Offering a rare combination of charm and grandeur, this impressively updated City dining room makes a good all-purpose destination; food and service maintain high standards, and prices are surprisingly reasonable.

Spooky. As we walk into this grand City dining room, once known as Aurora, we can’t help noticing that there are quite a lot of people having lunch. Perhaps things aren’t as bad as everyone says. Or perhaps it’s just that – even at à la carte prices – this place really offers a very good all-round package.

For there is remarkably little not to like about one of London’s grandest dining rooms. The graciously domed Victorian chamber certainly has a much better ‘feel’ than when we last visited in the Conran days. (If Conran is such a great designer, we always wondered, why did guests get an ugly eyeful of what was going on in the kitchen every time the swing door opened?)

Staff – seemingly all French – bring an easy charm and efficiency to their work which sometimes eludes those born on this side of the Channel.

It was the cooking, though, which most surprised us. Slate plates, as we’ve noted in another recent City review, run the risk of raising undue expectations of artistry, but the high level of presentation here was well matched by the realisation.

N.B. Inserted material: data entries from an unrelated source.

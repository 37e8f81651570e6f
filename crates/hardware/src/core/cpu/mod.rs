//! CPU Context Definition and Initialization.
//!
//! This module defines the central `Cpu` structure, the simulation context every
//! operation receives. It holds:
//! 1. **Architectural State:** The integer register file and the program counter.
//! 2. **Memory Hierarchy:** The memory store plus the instruction and data cache models.
//! 3. **Accounting:** Statistics and the dynamic instruction numbering.
//!
//! The pipeline engine borrows a `Cpu` mutably for each cycle; the functional
//! step chain in [`execution`] runs directly on it.

/// Functional step chain shared by both execution models.
pub mod execution;

use crate::common::RegisterFile;
use crate::common::error::ConfigError;
use crate::config::Config;
use crate::core::units::cache::CacheSim;
use crate::soc::memory::MemoryStore;
use crate::stats::SimStats;

/// Label of the instruction cache in reports and errors.
pub const ICACHE_NAME: &str = "I-cache";
/// Label of the data cache in reports and errors.
pub const DCACHE_NAME: &str = "D-cache";

/// Simulation context: everything an instruction can read or write.
#[derive(Debug)]
pub struct Cpu {
    /// General Purpose Registers.
    pub regs: RegisterFile,
    /// Program Counter (next fetch address).
    pub pc: u64,
    /// Byte-addressable memory.
    pub memory: MemoryStore,
    /// L1 Instruction Cache.
    pub l1_i_cache: CacheSim,
    /// L1 Data Cache.
    pub l1_d_cache: CacheSim,
    /// Performance statistics.
    pub stats: SimStats,
    /// Identifier handed to the next decoded instruction.
    pub next_id: u64,
}

impl Cpu {
    /// Creates a CPU context over an already loaded memory store.
    ///
    /// # Arguments
    ///
    /// * `config` - Cache geometry and start PC.
    /// * `memory` - Memory store holding the program image.
    ///
    /// # Returns
    ///
    /// A context with zeroed registers, empty caches, and `pc == config.general.start_pc`.
    ///
    /// # Errors
    ///
    /// [`ConfigError`] when either cache geometry is invalid.
    pub fn new(config: &Config, memory: MemoryStore) -> Result<Self, ConfigError> {
        Ok(Self {
            regs: RegisterFile::new(),
            pc: config.general.start_pc,
            memory,
            l1_i_cache: CacheSim::new(ICACHE_NAME, &config.cache.l1_i)?,
            l1_d_cache: CacheSim::new(DCACHE_NAME, &config.cache.l1_d)?,
            stats: SimStats::default(),
            next_id: 0,
        })
    }

    /// Returns the next dynamic instruction identifier.
    pub fn take_id(&mut self) -> u64 {
        let id = self.next_id;
        self.next_id += 1;
        id
    }

    /// Statistics with the cache counters filled in from the cache models.
    pub fn stats(&self) -> SimStats {
        SimStats {
            icache_hits: self.l1_i_cache.hits,
            icache_misses: self.l1_i_cache.misses,
            dcache_hits: self.l1_d_cache.hits,
            dcache_misses: self.l1_d_cache.misses,
            ..self.stats.clone()
        }
    }
}
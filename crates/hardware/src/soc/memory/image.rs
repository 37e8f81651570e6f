//! Initial Memory Image and Dump Range Files.
//!
//! Two small text formats complement the flat binary image:
//! - an init image: whitespace-separated hex `address value` pairs, each value
//!   stored as a 32-bit word before the run starts;
//! - a dump range: a single hex `start end` pair selecting what the memory
//!   report prints.
//!
//! Hex numbers may carry an optional `0x` prefix. Lines starting with `#` are ignored.

use super::MemoryStore;
use crate::common::data::AccessSize;
use crate::common::error::{ConfigError, SimError};

fn parse_hex(token: &str, what: &'static str) -> Result<u64, ConfigError> {
    let digits = token
        .strip_prefix("0x")
        .or_else(|| token.strip_prefix("0X"))
        .unwrap_or(token);
    u64::from_str_radix(digits, 16).map_err(|e| ConfigError::Parse {
        what,
        detail: format!("{token:?}: {e}"),
    })
}

fn tokens(text: &str) -> impl Iterator<Item = &str> {
    text.lines()
        .filter(|l| !l.trim_start().starts_with('#'))
        .flat_map(str::split_whitespace)
}

/// Parses an init image into `(address, word)` pairs.
///
/// # Errors
///
/// [`ConfigError::Parse`] for a malformed number, a value wider than 32 bits,
/// or an unpaired address.
///
/// # Examples
///
/// ```
/// use rvpipe_core::soc::memory::image::parse_init_image;
///
/// let pairs = parse_init_image("0x100 deadbeef\n104 0x1\n").unwrap();
/// assert_eq!(pairs, vec![(0x100, 0xDEAD_BEEF), (0x104, 1)]);
/// ```
pub fn parse_init_image(text: &str) -> Result<Vec<(u64, u32)>, ConfigError> {
    let toks: Vec<&str> = tokens(text).collect();
    if toks.len() % 2 != 0 {
        return Err(ConfigError::Parse {
            what: "init image",
            detail: format!("{} tokens, expected address/value pairs", toks.len()),
        });
    }
    toks.chunks_exact(2)
        .map(|pair| {
            let addr = parse_hex(pair[0], "init image address")?;
            let value = parse_hex(pair[1], "init image value")?;
            let word = u32::try_from(value).map_err(|_| ConfigError::Parse {
                what: "init image value",
                detail: format!("{:?} does not fit in a 32-bit word", pair[1]),
            })?;
            Ok((addr, word))
        })
        .collect()
}

/// Writes every pair of an init image into memory.
///
/// # Errors
///
/// [`SimError::Config`] for malformed text, [`SimError::Memory`] for an address
/// outside the store.
pub fn apply_init_image(memory: &mut MemoryStore, text: &str) -> Result<usize, SimError> {
    let pairs = parse_init_image(text)?;
    for &(addr, value) in &pairs {
        memory.set(addr, AccessSize::Word, u64::from(value))?;
    }
    tracing::debug!(words = pairs.len(), "applied init image");
    Ok(pairs.len())
}

/// Parses a dump range file holding `start end`.
///
/// # Errors
///
/// [`ConfigError::Parse`] for malformed text, [`ConfigError::DumpRange`] when
/// `end <= start`.
pub fn parse_dump_range(text: &str) -> Result<(u64, u64), ConfigError> {
    let toks: Vec<&str> = tokens(text).collect();
    let [start, end] = toks.as_slice() else {
        return Err(ConfigError::Parse {
            what: "dump range",
            detail: format!("expected `start end`, found {} tokens", toks.len()),
        });
    };
    let start = parse_hex(start, "dump range start")?;
    let end = parse_hex(end, "dump range end")?;
    if end <= start {
        return Err(ConfigError::DumpRange { start, end });
    }
    Ok((start, end))
}
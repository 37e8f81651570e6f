//! RV64I Instruction Decoder.
//!
//! Turns a raw 32-bit word into an [`Instruction`] record. It performs:
//! 1. **Field Extraction:** opcode, funct3, funct7, and register indices.
//! 2. **Legality:** A fixed table of accepted (opcode, funct3, funct7) combinations.
//! 3. **Classification:** The `ControlSignals` every later stage keys off.
//! 4. **Immediates:** Reassembly and sign extension for the I, S, B, U and J formats.
//!
//! Decoding never fails. An encoding outside the table yields a record with
//! `ctrl.legal == false` and every other flag cleared.

use crate::common::bits::{extract_bits, sign_extend64};
use crate::common::constants::{HALT_WORD, NOP_WORD};
use crate::isa::instruction::{ControlSignals, Instruction, InstructionBits, StageStatus};
use crate::isa::rv64i::{funct3, funct7, opcodes};

/// Sign bit of the 12-bit I and S immediates.
const IMM12_SIGN_BIT: u32 = 11;
/// Sign bit of the 13-bit branch offset.
const BRANCH_SIGN_BIT: u32 = 12;
/// Sign bit of the 21-bit jump offset.
const JUMP_SIGN_BIT: u32 = 20;
/// Sign bit of a U-type immediate once shifted into place.
const UPPER_SIGN_BIT: u32 = 31;

/// I-type immediate: `inst[31:20]`, sign-extended.
#[inline]
pub const fn i_imm(raw: u32) -> u64 {
    sign_extend64(extract_bits(raw as u64, 31, 20), IMM12_SIGN_BIT)
}

/// S-type immediate: `inst[31:25] | inst[11:7]`, sign-extended.
#[inline]
pub const fn s_imm(raw: u32) -> u64 {
    let word = raw as u64;
    let imm = (extract_bits(word, 31, 25) << 5) | extract_bits(word, 11, 7);
    sign_extend64(imm, IMM12_SIGN_BIT)
}

/// B-type immediate: `inst[31] | inst[7] | inst[30:25] | inst[11:8] | 0`, sign-extended.
#[inline]
pub const fn b_imm(raw: u32) -> u64 {
    let word = raw as u64;
    let imm = (extract_bits(word, 31, 31) << 12)
        | (extract_bits(word, 7, 7) << 11)
        | (extract_bits(word, 30, 25) << 5)
        | (extract_bits(word, 11, 8) << 1);
    sign_extend64(imm, BRANCH_SIGN_BIT)
}

/// U-type immediate: `inst[31:12] << 12`, sign-extended from bit 31.
#[inline]
pub const fn u_imm(raw: u32) -> u64 {
    sign_extend64(extract_bits(raw as u64, 31, 12) << 12, UPPER_SIGN_BIT)
}

/// J-type immediate: `inst[31] | inst[19:12] | inst[20] | inst[30:21] | 0`, sign-extended.
#[inline]
pub const fn j_imm(raw: u32) -> u64 {
    let word = raw as u64;
    let imm = (extract_bits(word, 31, 31) << 20)
        | (extract_bits(word, 19, 12) << 12)
        | (extract_bits(word, 20, 20) << 11)
        | (extract_bits(word, 30, 21) << 1);
    sign_extend64(imm, JUMP_SIGN_BIT)
}

/// Bits 31-26 of a word, the upper field of a 64-bit shift immediate.
#[inline]
const fn shift_upper(raw: u32) -> u32 {
    raw >> 26
}

/// Decodes one instruction word fetched from `pc`.
///
/// The returned record carries status [`StageStatus::Normal`], `next_pc` preset
/// to the fall-through address, and dynamic id 0 (callers number instructions).
///
/// # Arguments
///
/// * `pc` - Fetch address of the word.
/// * `raw` - The 32-bit encoding.
///
/// # Examples
///
/// ```
/// use rvpipe_core::isa::decode;
///
/// let inst = decode(0x100, 0x0050_0093); // addi ra, zero, 5
/// assert!(inst.ctrl.legal && inst.ctrl.writes_rd && inst.ctrl.reads_rs1);
/// assert_eq!((inst.rd, inst.rs1, inst.imm), (1, 0, 5));
///
/// let bad = decode(0x104, 0);
/// assert!(!bad.ctrl.legal);
/// ```
pub fn decode(pc: u64, raw: u32) -> Instruction {
    let opcode = raw.opcode();
    let f3 = raw.funct3();
    let f7 = raw.funct7();

    let mut inst = Instruction {
        pc,
        raw,
        opcode,
        funct3: f3,
        funct7: f7,
        rd: raw.rd(),
        rs1: raw.rs1(),
        rs2: raw.rs2(),
        status: StageStatus::Normal,
        ..Instruction::default()
    };
    inst.next_pc = inst.fall_through();

    if raw == HALT_WORD {
        inst.ctrl = ControlSignals {
            legal: true,
            halt: true,
            ..ControlSignals::default()
        };
        return inst;
    }
    if raw == NOP_WORD {
        inst.ctrl = ControlSignals {
            legal: true,
            nop: true,
            ..ControlSignals::default()
        };
        return inst;
    }

    inst.ctrl = classify(raw, opcode, f3, f7);
    if inst.ctrl.legal {
        inst.imm = immediate(raw, opcode);
    }
    inst
}

/// Sign-extended immediate for the format implied by `opcode`.
const fn immediate(raw: u32, opcode: u32) -> u64 {
    match opcode {
        opcodes::OP_IMM | opcodes::OP_IMM_32 | opcodes::OP_LOAD | opcodes::OP_JALR => i_imm(raw),
        opcodes::OP_STORE => s_imm(raw),
        opcodes::OP_BRANCH => b_imm(raw),
        opcodes::OP_LUI | opcodes::OP_AUIPC => u_imm(raw),
        opcodes::OP_JAL => j_imm(raw),
        _ => 0,
    }
}

/// Applies the legality table and derives the classification flags.
fn classify(raw: u32, opcode: u32, f3: u32, f7: u32) -> ControlSignals {
    let alu_rr = ControlSignals {
        legal: true,
        arith_logic: true,
        writes_rd: true,
        reads_rs1: true,
        reads_rs2: true,
        ..ControlSignals::default()
    };
    let alu_ri = ControlSignals {
        legal: true,
        arith_logic: true,
        writes_rd: true,
        reads_rs1: true,
        ..ControlSignals::default()
    };
    let base_or_alt = f7 == funct7::BASE || f7 == funct7::ALT;

    let (legal, signals) = match opcode {
        opcodes::OP_REG => {
            let ok = match f3 {
                funct3::ADD_SUB | funct3::SRL_SRA => base_or_alt,
                _ => f7 == funct7::BASE,
            };
            (ok, alu_rr)
        }
        opcodes::OP_REG_32 => {
            let ok = match f3 {
                funct3::ADD_SUB | funct3::SRL_SRA => base_or_alt,
                funct3::SLL => f7 == funct7::BASE,
                _ => false,
            };
            (ok, alu_rr)
        }
        opcodes::OP_IMM => {
            let upper = shift_upper(raw);
            let ok = match f3 {
                funct3::SLL => upper == funct7::SHIFT_LOGICAL,
                funct3::SRL_SRA => {
                    upper == funct7::SHIFT_LOGICAL || upper == funct7::SHIFT_ARITH
                }
                _ => true,
            };
            (ok, alu_ri)
        }
        opcodes::OP_IMM_32 => {
            let ok = match f3 {
                funct3::ADD_SUB => true,
                funct3::SLL => f7 == funct7::BASE,
                funct3::SRL_SRA => base_or_alt,
                _ => false,
            };
            (ok, alu_ri)
        }
        opcodes::OP_LOAD => (
            f3 <= funct3::LWU,
            ControlSignals {
                legal: true,
                reads_mem: true,
                writes_rd: true,
                reads_rs1: true,
                ..ControlSignals::default()
            },
        ),
        opcodes::OP_STORE => (
            f3 <= funct3::SD,
            ControlSignals {
                legal: true,
                writes_mem: true,
                reads_rs1: true,
                reads_rs2: true,
                ..ControlSignals::default()
            },
        ),
        opcodes::OP_BRANCH => (
            !matches!(f3, 0b010 | 0b011),
            ControlSignals {
                legal: true,
                reads_rs1: true,
                reads_rs2: true,
                ..ControlSignals::default()
            },
        ),
        opcodes::OP_JALR => (f3 == funct3::JALR, alu_ri),
        opcodes::OP_JAL | opcodes::OP_LUI | opcodes::OP_AUIPC => (
            true,
            ControlSignals {
                legal: true,
                arith_logic: true,
                writes_rd: true,
                ..ControlSignals::default()
            },
        ),
        _ => (false, ControlSignals::default()),
    };

    if legal {
        signals
    } else {
        ControlSignals::default()
    }
}
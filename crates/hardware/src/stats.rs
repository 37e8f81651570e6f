//! Simulation statistics collection and reporting.
//!
//! This module tracks performance metrics for a run. It provides:
//! 1. **Cycle and CPI:** Total cycles and dynamic (retired) instructions.
//! 2. **Stalls:** Load-use, control, and cache-miss stall cycles.
//! 3. **Speculation:** Squashed wrong-path fetches and raised exceptions.
//! 4. **Caches:** Hit/miss counts for the instruction and data caches.
//!
//! Two renderings exist: the fixed-format statistics file and a sectioned
//! console summary.

use std::fmt::Write as _;

/// Simulation statistics.
#[derive(Clone, Debug, Default, PartialEq, Eq)]
pub struct SimStats {
    /// Cycles simulated (0 in functional mode).
    pub cycles: u64,
    /// Instructions that completed: retired in WB, or executed in functional mode.
    pub dynamic_instructions: u64,

    /// Cycles in which EX received a bubble because of a load-use hazard.
    pub load_use_stalls: u64,
    /// Cycles in which EX received a bubble because a branch or JALR was waiting on operands.
    pub control_stalls: u64,
    /// Cycles the whole pipeline was frozen by a data-cache miss.
    pub dcache_stall_cycles: u64,
    /// Cycles ID received a bubble because an instruction fetch was outstanding.
    pub icache_stall_cycles: u64,
    /// Wrong-path records squashed after a redirect.
    pub squashed: u64,
    /// Illegal instructions and memory faults that raised the exception.
    pub exceptions: u64,

    /// Instruction cache hit count.
    pub icache_hits: u64,
    /// Instruction cache miss count.
    pub icache_misses: u64,
    /// Data cache hit count.
    pub dcache_hits: u64,
    /// Data cache miss count.
    pub dcache_misses: u64,
}

/// Section names accepted by [`SimStats::render_sections`].
pub const STATS_SECTIONS: &[&str] = &["summary", "pipeline", "memory"];

/// Width of the label column in the statistics file.
const LABEL_WIDTH: usize = 23;

fn percent(part: u64, whole: u64) -> f64 {
    if whole == 0 {
        0.0
    } else {
        part as f64 / whole as f64 * 100.0
    }
}

impl SimStats {
    /// Cycles per instruction, or 0 when nothing retired.
    pub fn cpi(&self) -> f64 {
        if self.dynamic_instructions == 0 {
            0.0
        } else {
            self.cycles as f64 / self.dynamic_instructions as f64
        }
    }

    /// Renders the statistics file body.
    ///
    /// One `label value` line per counter, labels left-aligned in a fixed column.
    pub fn report(&self) -> String {
        let rows = [
            ("Dynamic instructions: ", self.dynamic_instructions),
            ("Total cycles: ", self.cycles),
            ("I-cache hits: ", self.icache_hits),
            ("I-cache misses: ", self.icache_misses),
            ("D-cache hits: ", self.dcache_hits),
            ("D-cache misses: ", self.dcache_misses),
            ("Load-use stalls: ", self.load_use_stalls),
        ];
        let mut out = String::new();
        for (label, value) in rows {
            let _ = writeln!(out, "{label:<LABEL_WIDTH$}{value}");
        }
        out
    }

    /// Renders the requested console sections; an empty slice selects all of them.
    pub fn render_sections(&self, sections: &[String]) -> String {
        let want = |s: &str| sections.is_empty() || sections.iter().any(|x| x == s);
        let cyc = self.cycles;
        let mut out = String::new();

        if want("summary") {
            let _ = writeln!(out, "\n==========================================================");
            let _ = writeln!(out, "PIPELINE SIMULATION STATISTICS");
            let _ = writeln!(out, "==========================================================");
            let _ = writeln!(out, "sim_cycles               {}", self.cycles);
            let _ = writeln!(out, "sim_insts                {}", self.dynamic_instructions);
            let _ = writeln!(out, "sim_cpi                  {:.4}", self.cpi());
            let _ = writeln!(out, "----------------------------------------------------------");
        }
        if want("pipeline") {
            let _ = writeln!(out, "PIPELINE");
            for (label, value) in [
                ("stalls.load_use", self.load_use_stalls),
                ("stalls.control", self.control_stalls),
                ("stalls.icache", self.icache_stall_cycles),
                ("stalls.dcache", self.dcache_stall_cycles),
            ] {
                let _ = writeln!(
                    out,
                    "  {label:<22} {value} ({:.2}%)",
                    percent(value, cyc)
                );
            }
            let _ = writeln!(out, "  {:<22} {}", "squashed", self.squashed);
            let _ = writeln!(out, "  {:<22} {}", "exceptions", self.exceptions);
            let _ = writeln!(out, "----------------------------------------------------------");
        }
        if want("memory") {
            let _ = writeln!(out, "MEMORY HIERARCHY");
            for (name, hits, misses) in [
                ("L1-I", self.icache_hits, self.icache_misses),
                ("L1-D", self.dcache_hits, self.dcache_misses),
            ] {
                let total = hits + misses;
                let _ = writeln!(
                    out,
                    "  {name:<6} accesses: {total:<10} | hit: {hits:<10} miss: {misses:<10} | miss_rate: {:.2}%",
                    percent(misses, total)
                );
            }
            let _ = writeln!(out, "==========================================================");
        }
        out
    }

    /// Prints the requested sections to stdout.
    pub fn print_sections(&self, sections: &[String]) {
        print!("{}", self.render_sections(sections));
    }

    /// Prints every section to stdout.
    pub fn print(&self) {
        self.print_sections(&[]);
    }
}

A ham hock terrine with pickled vegetables, geometrically presented on a rectangular ‘plate’, for example, made a striking start. There is perhaps an element of repetition in presentation, but the quality of main dishes such as fillets of red mullet, and puddings such as a ‘slow cooked’ apple crumble was impressively high throughout. And those all-important details such as bread, coffee and macarons (fabrication maison) were consistently good too.

All in all, one of those rare places which – at least on the basis of our visit – it is pretty much impossible to fault.